* [Problem]:
Some lines hold the string "checked". Copy all of them from the material that follows.

* [Provided material]:
====================
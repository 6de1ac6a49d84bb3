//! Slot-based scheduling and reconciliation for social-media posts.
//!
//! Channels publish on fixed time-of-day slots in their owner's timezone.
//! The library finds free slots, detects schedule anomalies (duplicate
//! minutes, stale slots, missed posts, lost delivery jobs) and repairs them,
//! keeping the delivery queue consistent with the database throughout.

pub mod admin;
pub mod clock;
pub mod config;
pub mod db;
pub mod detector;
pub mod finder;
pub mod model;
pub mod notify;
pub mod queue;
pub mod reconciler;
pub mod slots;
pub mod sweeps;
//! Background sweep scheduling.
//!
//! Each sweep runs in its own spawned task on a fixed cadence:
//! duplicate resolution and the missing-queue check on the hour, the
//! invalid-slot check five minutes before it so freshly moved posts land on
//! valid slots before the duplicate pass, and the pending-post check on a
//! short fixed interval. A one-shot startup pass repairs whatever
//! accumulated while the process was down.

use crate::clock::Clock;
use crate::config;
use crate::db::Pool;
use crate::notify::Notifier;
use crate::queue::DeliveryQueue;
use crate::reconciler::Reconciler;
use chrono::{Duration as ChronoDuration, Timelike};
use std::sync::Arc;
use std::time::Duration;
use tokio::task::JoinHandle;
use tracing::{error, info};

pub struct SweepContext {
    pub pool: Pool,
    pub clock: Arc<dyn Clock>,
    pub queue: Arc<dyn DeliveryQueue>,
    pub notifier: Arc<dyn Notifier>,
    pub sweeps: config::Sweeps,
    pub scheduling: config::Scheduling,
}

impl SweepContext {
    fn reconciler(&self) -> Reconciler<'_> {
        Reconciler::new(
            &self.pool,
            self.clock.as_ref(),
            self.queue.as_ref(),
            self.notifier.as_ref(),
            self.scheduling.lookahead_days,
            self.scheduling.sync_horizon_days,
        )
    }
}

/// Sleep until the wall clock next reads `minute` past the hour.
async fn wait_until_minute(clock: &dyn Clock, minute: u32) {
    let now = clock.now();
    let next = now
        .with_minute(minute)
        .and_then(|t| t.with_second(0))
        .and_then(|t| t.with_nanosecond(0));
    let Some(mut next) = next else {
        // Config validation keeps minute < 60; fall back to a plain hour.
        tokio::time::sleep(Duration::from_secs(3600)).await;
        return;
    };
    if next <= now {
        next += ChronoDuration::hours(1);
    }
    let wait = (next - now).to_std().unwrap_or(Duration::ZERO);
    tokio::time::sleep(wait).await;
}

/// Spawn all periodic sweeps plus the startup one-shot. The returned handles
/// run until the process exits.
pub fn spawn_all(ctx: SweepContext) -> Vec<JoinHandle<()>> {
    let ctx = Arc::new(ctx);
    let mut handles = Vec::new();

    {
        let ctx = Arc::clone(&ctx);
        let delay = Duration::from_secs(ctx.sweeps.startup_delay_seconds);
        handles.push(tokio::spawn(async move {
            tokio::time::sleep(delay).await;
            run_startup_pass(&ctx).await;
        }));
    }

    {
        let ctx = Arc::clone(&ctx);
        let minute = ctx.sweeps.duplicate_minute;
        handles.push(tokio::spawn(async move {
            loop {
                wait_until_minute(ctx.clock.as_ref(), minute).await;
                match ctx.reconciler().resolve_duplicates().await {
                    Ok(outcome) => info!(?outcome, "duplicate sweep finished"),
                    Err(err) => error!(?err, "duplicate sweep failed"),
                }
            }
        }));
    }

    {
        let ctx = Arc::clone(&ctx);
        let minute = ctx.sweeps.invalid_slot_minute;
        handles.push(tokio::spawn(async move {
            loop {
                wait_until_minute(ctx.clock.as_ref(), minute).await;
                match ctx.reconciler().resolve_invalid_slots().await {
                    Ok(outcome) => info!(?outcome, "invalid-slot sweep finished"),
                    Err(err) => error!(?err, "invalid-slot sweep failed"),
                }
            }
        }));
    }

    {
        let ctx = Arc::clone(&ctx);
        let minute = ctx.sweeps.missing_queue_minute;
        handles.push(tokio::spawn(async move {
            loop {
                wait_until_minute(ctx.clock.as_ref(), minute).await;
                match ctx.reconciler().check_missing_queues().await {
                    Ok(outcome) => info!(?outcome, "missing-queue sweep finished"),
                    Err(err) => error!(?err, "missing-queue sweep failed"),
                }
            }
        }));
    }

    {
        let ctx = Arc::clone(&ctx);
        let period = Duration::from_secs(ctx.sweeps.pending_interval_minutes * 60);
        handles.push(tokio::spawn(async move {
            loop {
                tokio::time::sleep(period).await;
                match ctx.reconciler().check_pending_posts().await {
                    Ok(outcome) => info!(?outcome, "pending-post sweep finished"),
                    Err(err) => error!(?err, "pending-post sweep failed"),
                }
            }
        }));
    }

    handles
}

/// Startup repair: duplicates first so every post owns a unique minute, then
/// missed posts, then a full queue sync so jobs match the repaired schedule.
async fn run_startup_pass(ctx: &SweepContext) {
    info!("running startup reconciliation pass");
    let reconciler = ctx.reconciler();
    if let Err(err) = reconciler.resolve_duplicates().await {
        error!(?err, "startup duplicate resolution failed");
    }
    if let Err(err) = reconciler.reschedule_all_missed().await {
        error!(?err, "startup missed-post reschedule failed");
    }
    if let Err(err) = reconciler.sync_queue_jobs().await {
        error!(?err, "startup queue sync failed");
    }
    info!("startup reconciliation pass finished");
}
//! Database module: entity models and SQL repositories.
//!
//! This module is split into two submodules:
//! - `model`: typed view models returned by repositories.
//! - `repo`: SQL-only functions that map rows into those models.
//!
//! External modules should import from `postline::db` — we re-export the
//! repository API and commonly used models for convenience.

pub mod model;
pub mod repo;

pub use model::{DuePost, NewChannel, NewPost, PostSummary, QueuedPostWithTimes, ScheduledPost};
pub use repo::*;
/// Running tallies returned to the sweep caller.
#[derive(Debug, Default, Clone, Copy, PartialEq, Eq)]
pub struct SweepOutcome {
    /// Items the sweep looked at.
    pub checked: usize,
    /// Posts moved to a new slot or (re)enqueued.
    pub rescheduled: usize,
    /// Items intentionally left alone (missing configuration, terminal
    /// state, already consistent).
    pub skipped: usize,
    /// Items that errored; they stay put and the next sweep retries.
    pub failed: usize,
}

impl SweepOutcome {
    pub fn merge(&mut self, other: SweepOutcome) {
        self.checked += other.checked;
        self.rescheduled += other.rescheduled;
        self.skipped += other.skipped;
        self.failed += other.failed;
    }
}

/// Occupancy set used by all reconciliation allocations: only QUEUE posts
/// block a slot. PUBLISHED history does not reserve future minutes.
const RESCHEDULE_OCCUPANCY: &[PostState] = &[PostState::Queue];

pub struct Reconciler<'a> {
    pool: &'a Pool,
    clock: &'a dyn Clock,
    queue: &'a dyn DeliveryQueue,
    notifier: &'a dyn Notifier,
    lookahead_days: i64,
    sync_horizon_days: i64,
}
====================
* [Response box]:
    pub checked: usize,
        self.checked += other.checked;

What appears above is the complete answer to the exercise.